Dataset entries
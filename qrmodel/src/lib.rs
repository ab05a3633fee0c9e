//! Model primitives for qualitative simulation.
//!
//! A qualitative model consists of *quantities* (state variables whose
//! magnitude, derivative, and optional second derivative range over ordered
//! symbolic value spaces) and *relationships* (proportionalities, influences,
//! and value correspondences between quantities). This crate defines those
//! structures, the symbolic value table behind them, and the immutable state
//! snapshots exchanged with the engine crate; the search algorithm itself
//! lives in `qrcore`.

pub mod error;
pub mod model;
pub mod quantity;
pub mod relation;
pub mod space;
pub mod state;
pub mod values;

pub use error::ModelError;
pub use model::{Model, ModelBuilder, QuantitySpec};
pub use quantity::{Quantity, QuantityId, Slot, ValueTriple};
pub use relation::{Polarity, RelationId, RelationKind, Relationship};
pub use space::Space;
pub use state::{State, StateEntry};
pub use values::{ValueId, ValueTable};
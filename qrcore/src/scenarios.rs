//! Ready-made models of the classic container system: an exogenous tap
//! filling a volume that drains through an outflow. Used by the demo binary
//! and the integration tests.

use qrmodel::{Model, ModelBuilder, ModelError, Polarity, QuantitySpec, Slot, ValueId};

fn container_quantities(builder: &mut ModelBuilder, curved_volume: bool) {
    let mut volume = QuantitySpec::new(
        "Volume",
        vec![ValueId::ZERO, ValueId::POSITIVE, ValueId::MAX],
    );
    if curved_volume {
        // The opening tap accelerates the volume from the first instant, so
        // the seed state is causally consistent.
        volume = volume.with_initial(Slot::Second, ValueId::POSITIVE);
    } else {
        volume = volume.first_order();
    }
    builder
        .quantity(
            QuantitySpec::new("Inflow", vec![ValueId::ZERO, ValueId::POSITIVE])
                .exogenous()
                .first_order()
                .owned_by("Tap")
                .with_initial(Slot::Derivative, ValueId::POSITIVE),
        )
        .quantity(volume.owned_by("Container"))
        .quantity(
            QuantitySpec::new(
                "Outflow",
                vec![ValueId::ZERO, ValueId::POSITIVE, ValueId::MAX],
            )
            .first_order()
            .owned_by("Drain"),
        );
    builder
        .influence("Inflow", "Volume", Polarity::Positive)
        .influence("Outflow", "Volume", Polarity::Negative);
}

/// The first-order container: inflow fills, outflow drains proportionally to
/// volume, with value correspondences pinning the two extremes together.
pub fn bathtub() -> Result<Model, ModelError> {
    let mut builder = ModelBuilder::new();
    container_quantities(&mut builder, false);
    builder
        .proportional("Volume", "Outflow", Polarity::Positive)
        .correspondence("Volume", ValueId::MAX, "Outflow", ValueId::MAX)
        .correspondence("Volume", ValueId::ZERO, "Outflow", ValueId::ZERO);
    builder.build()
}

/// The first-order container with the extreme correspondences mirrored in
/// both directions, so a full or empty outflow also pins the volume.
pub fn bathtub_bidirectional() -> Result<Model, ModelError> {
    let mut builder = ModelBuilder::new();
    container_quantities(&mut builder, false);
    builder
        .proportional("Volume", "Outflow", Polarity::Positive)
        .correspondence("Volume", ValueId::MAX, "Outflow", ValueId::MAX)
        .correspondence("Volume", ValueId::ZERO, "Outflow", ValueId::ZERO)
        .correspondence("Outflow", ValueId::MAX, "Volume", ValueId::MAX)
        .correspondence("Outflow", ValueId::ZERO, "Volume", ValueId::ZERO);
    builder.build()
}

/// The container with a curved volume: Volume models its second derivative,
/// which the opposing influences leave structurally undetermined, so the
/// search branches on ambiguous terminations.
pub fn bathtub_curved() -> Result<Model, ModelError> {
    let mut builder = ModelBuilder::new();
    container_quantities(&mut builder, true);
    builder
        .proportional("Volume", "Outflow", Polarity::Positive)
        .correspondence("Volume", ValueId::MAX, "Outflow", ValueId::MAX)
        .correspondence("Volume", ValueId::ZERO, "Outflow", ValueId::ZERO);
    builder.build()
}

/// The container with the drain chain spelled out: volume determines height,
/// height determines pressure, and pressure (not volume) drives the outflow.
/// All three derived quantities stay corresponded at both extremes.
pub fn bathtub_extended() -> Result<Model, ModelError> {
    let mut builder = ModelBuilder::new();
    container_quantities(&mut builder, false);
    let extremes = vec![ValueId::ZERO, ValueId::POSITIVE, ValueId::MAX];
    builder
        .quantity(
            QuantitySpec::new("Height", extremes.clone())
                .first_order()
                .owned_by("Container"),
        )
        .quantity(
            QuantitySpec::new("Pressure", extremes)
                .first_order()
                .owned_by("Container"),
        );
    builder
        .proportional("Volume", "Height", Polarity::Positive)
        .proportional("Height", "Pressure", Polarity::Positive)
        .proportional("Pressure", "Outflow", Polarity::Positive);
    for (source, target) in [
        ("Volume", "Height"),
        ("Height", "Pressure"),
        ("Pressure", "Outflow"),
    ] {
        builder
            .correspondence(source, ValueId::MAX, target, ValueId::MAX)
            .correspondence(source, ValueId::ZERO, target, ValueId::ZERO);
    }
    builder.build()
}

#[cfg(test)]
mod tests {
    use super::*;

    #[test]
    fn fixtures_build() {
        assert!(bathtub().is_ok());
        assert!(bathtub_bidirectional().is_ok());
        assert!(bathtub_curved().is_ok());
        assert!(bathtub_extended().is_ok());
    }

    #[test]
    fn bathtub_shape() {
        let model = bathtub().unwrap();
        assert_eq!(model.len(), 3);
        assert_eq!(model.relations().len(), 5);
        let inflow = model.index_of("Inflow").unwrap();
        assert!(model.quantity(inflow).exogenous);
        assert!(!model.quantity(inflow).models_second);
        assert_eq!(model.quantity(inflow).entity.as_deref(), Some("Tap"));
    }
}
//! The state-graph builder: applies transitions, deduplicates states and
//! recursively explores until no new state is reachable.

use std::collections::HashMap;

use petgraph::Direction;
use petgraph::graph::{DiGraph, NodeIndex};

use qrmodel::{Model, Slot, State};

use crate::compose::compose;
use crate::terminate::{self, Termination};
use crate::working::WorkingState;

/// Apply a transition to a copy of the working state and settle it.
///
/// Every requested slot is assigned and marked fixed, then the repair fixed
/// point runs across all quantities. A failed repair rejects the candidate
/// (this is the common case, not an error). On success the fixed flags are
/// cleared so the result is a fresh frozen starting point.
pub fn apply<'m>(
    transition: &Termination,
    ws: &WorkingState<'m>,
) -> Option<WorkingState<'m>> {
    let mut next = ws.clone();
    for (q, slot, change) in transition.iter() {
        next.set_fixed(q, slot, change.to);
    }
    if next.settle() {
        next.clear_fixed();
        Some(next)
    } else {
        None
    }
}

/// Depth-first exploration of the reachable state space of one model.
///
/// States are nodes of a directed graph in discovery order; each edge carries
/// the [`Termination`] that produced it. Reaching an already-known state adds
/// an edge (self-loops and duplicate edges excluded) without re-entering it.
pub struct Simulator<'m> {
    model: &'m Model,
    graph: DiGraph<State, Termination>,
    index: HashMap<State, NodeIndex>,
}

impl<'m> Simulator<'m> {
    pub fn new(model: &'m Model) -> Self {
        Simulator {
            model,
            graph: DiGraph::new(),
            index: HashMap::new(),
        }
    }

    pub fn model(&self) -> &'m Model {
        self.model
    }

    /// Explore from the model's declared initial values.
    pub fn run(&mut self) {
        self.explore(WorkingState::initial(self.model), None);
    }

    /// Seed every causally valid combination of slot values as its own root
    /// and explore from each. Cost is the product of all space sizes; this
    /// exists to validate the incremental search against brute force on
    /// small models, not for routine use.
    pub fn run_exhaustive(&mut self) {
        let mut dims = Vec::new();
        for q in self.model.quantity_ids() {
            let quantity = self.model.quantity(q);
            dims.push((q, Slot::Magnitude, quantity.magnitude_space.clone()));
            dims.push((q, Slot::Derivative, quantity.derivative_space.clone()));
            if quantity.models_second {
                dims.push((q, Slot::Second, quantity.second_space.clone()));
            }
        }

        let mut counters = vec![0usize; dims.len()];
        loop {
            let mut ws = WorkingState::initial(self.model);
            for ((q, slot, space), &i) in dims.iter().zip(&counters) {
                if let Some(value) = space.get(i) {
                    ws.set(*q, *slot, value);
                }
            }
            if self.model.quantity_ids().all(|q| ws.is_valid(q)) {
                self.explore(ws, None);
            }

            // odometer increment over the mixed-radix counter
            let mut k = 0;
            loop {
                if k == dims.len() {
                    return;
                }
                counters[k] += 1;
                if counters[k] < dims[k].2.len() {
                    break;
                }
                counters[k] = 0;
                k += 1;
            }
        }
    }

    fn explore(&mut self, ws: WorkingState<'m>, origin: Option<(NodeIndex, Termination)>) {
        let state = ws.snapshot();
        if let Some(&existing) = self.index.get(&state) {
            if let Some((predecessor, label)) = origin
                && predecessor != existing
                && self.graph.find_edge(predecessor, existing).is_none()
            {
                self.graph.add_edge(predecessor, existing, label);
            }
            return;
        }

        let node = self.graph.add_node(state.clone());
        self.index.insert(state, node);
        if let Some((predecessor, label)) = origin {
            self.graph.add_edge(predecessor, node, label);
        }

        let (epsilon, optional) = terminate::generate(&ws);
        for transition in compose(&epsilon, &optional) {
            if transition.is_empty() {
                continue;
            }
            if let Some(next) = apply(&transition, &ws) {
                self.explore(next, Some((node, transition)));
            }
        }
    }

    pub fn graph(&self) -> &DiGraph<State, Termination> {
        &self.graph
    }

    pub fn states(&self) -> impl Iterator<Item = (NodeIndex, &State)> {
        self.graph.node_indices().map(|i| (i, &self.graph[i]))
    }

    pub fn state(&self, index: NodeIndex) -> &State {
        &self.graph[index]
    }

    /// Index of an already-discovered state, if present.
    pub fn find(&self, state: &State) -> Option<NodeIndex> {
        self.index.get(state).copied()
    }

    pub fn predecessors(&self, index: NodeIndex) -> impl Iterator<Item = NodeIndex> {
        self.graph.neighbors_directed(index, Direction::Incoming)
    }

    pub fn successors(&self, index: NodeIndex) -> impl Iterator<Item = NodeIndex> {
        self.graph.neighbors_directed(index, Direction::Outgoing)
    }

    /// The termination labelling the edge from `predecessor` to `index`.
    pub fn label(&self, index: NodeIndex, predecessor: NodeIndex) -> Option<&Termination> {
        self.graph
            .find_edge(predecessor, index)
            .and_then(|e| self.graph.edge_weight(e))
    }

    pub fn state_count(&self) -> usize {
        self.graph.node_count()
    }

    pub fn transition_count(&self) -> usize {
        self.graph.edge_count()
    }
}
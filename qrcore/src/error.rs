use thiserror::Error;

/// Errors surfaced by the engine crate.
///
/// Candidate transitions that merge-conflict or fail constraint repair are
/// *not* errors: rejection is the dominant, expected outcome of the search
/// and is represented as `Option`/`bool` results instead.
#[derive(Debug, Error)]
pub enum QrError {
    #[error("I/O error: {0}")]
    Io(#[from] std::io::Error),

    #[error(transparent)]
    Model(#[from] qrmodel::ModelError),
}

pub type QrResult<T> = Result<T, QrError>;
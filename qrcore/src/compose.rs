//! Transition composition: every subset of the optional terminations merged
//! onto the mandatory epsilon composite.

use crate::terminate::Termination;

/// Enumerate all `2^n` subsets of the optional terminations as a bit pattern
/// and merge each selected subset, in list order, onto a copy of the epsilon
/// composite. A subset whose merge conflicts is discarded. The empty subset
/// is included, so the pure epsilon transition is always a candidate.
///
/// No deduplication happens here; distinct composites may still settle into
/// the same state, which the graph builder deduplicates.
pub fn compose(epsilon: &Termination, optional: &[Termination]) -> Vec<Termination> {
    let n = optional.len();
    assert!(n < 64, "optional termination count exceeds subset mask width");

    let mut candidates = Vec::new();
    'subset: for mask in 0u64..(1u64 << n) {
        let mut composite = epsilon.clone();
        for (i, termination) in optional.iter().enumerate() {
            if mask & (1 << i) != 0 && !composite.merge(termination) {
                log::trace!("discarding conflicting composite subset {mask:#b}");
                continue 'subset;
            }
        }
        candidates.push(composite);
    }
    candidates
}

#[cfg(test)]
mod tests {
    use super::*;
    use crate::terminate::{SlotChange, TerminationKind};
    use qrmodel::{QuantityId, Slot, ValueId};

    fn single(q: usize, slot: Slot, to: ValueId) -> Termination {
        let mut t = Termination::new();
        t.add_change(
            QuantityId(q),
            slot,
            SlotChange {
                to,
                kind: TerminationKind::Value,
            },
        );
        t
    }

    #[test]
    fn composes_all_compatible_subsets() {
        let epsilon = Termination::new();
        let optional = [
            single(0, Slot::Magnitude, ValueId::POSITIVE),
            single(1, Slot::Derivative, ValueId::NEGATIVE),
        ];
        // {}, {a}, {b}, {a, b}
        assert_eq!(compose(&epsilon, &optional).len(), 4);
    }

    #[test]
    fn discards_conflicting_subsets() {
        let epsilon = single(0, Slot::Derivative, ValueId::POSITIVE);
        let optional = [single(0, Slot::Derivative, ValueId::NEGATIVE)];
        let candidates = compose(&epsilon, &optional);
        // only the empty subset survives
        assert_eq!(candidates.len(), 1);
    }
}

> Task item:
Retype the records above, but only those lines that fall between the line containing "filename qrcore/src/error.rs" and the line containing "optional terminations merged", with both of those lines included, exactly as written.

> The answer:
filename qrcore/src/error.rs
use thiserror::Error;

/// Errors surfaced by the engine crate.
///
/// Candidate transitions that merge-conflict or fail constraint repair are
/// *not* errors: rejection is the dominant, expected outcome of the search
/// and is represented as `Option`/`bool` results instead.
#[derive(Debug, Error)]
pub enum QrError {
    #[error("I/O error: {0}")]
    Io(#[from] std::io::Error),

    #[error(transparent)]
    Model(#[from] qrmodel::ModelError),
}

pub type QrResult<T> = Result<T, QrError>;
filename qrcore/src/compose.rs
//! Transition composition: every subset of the optional terminations merged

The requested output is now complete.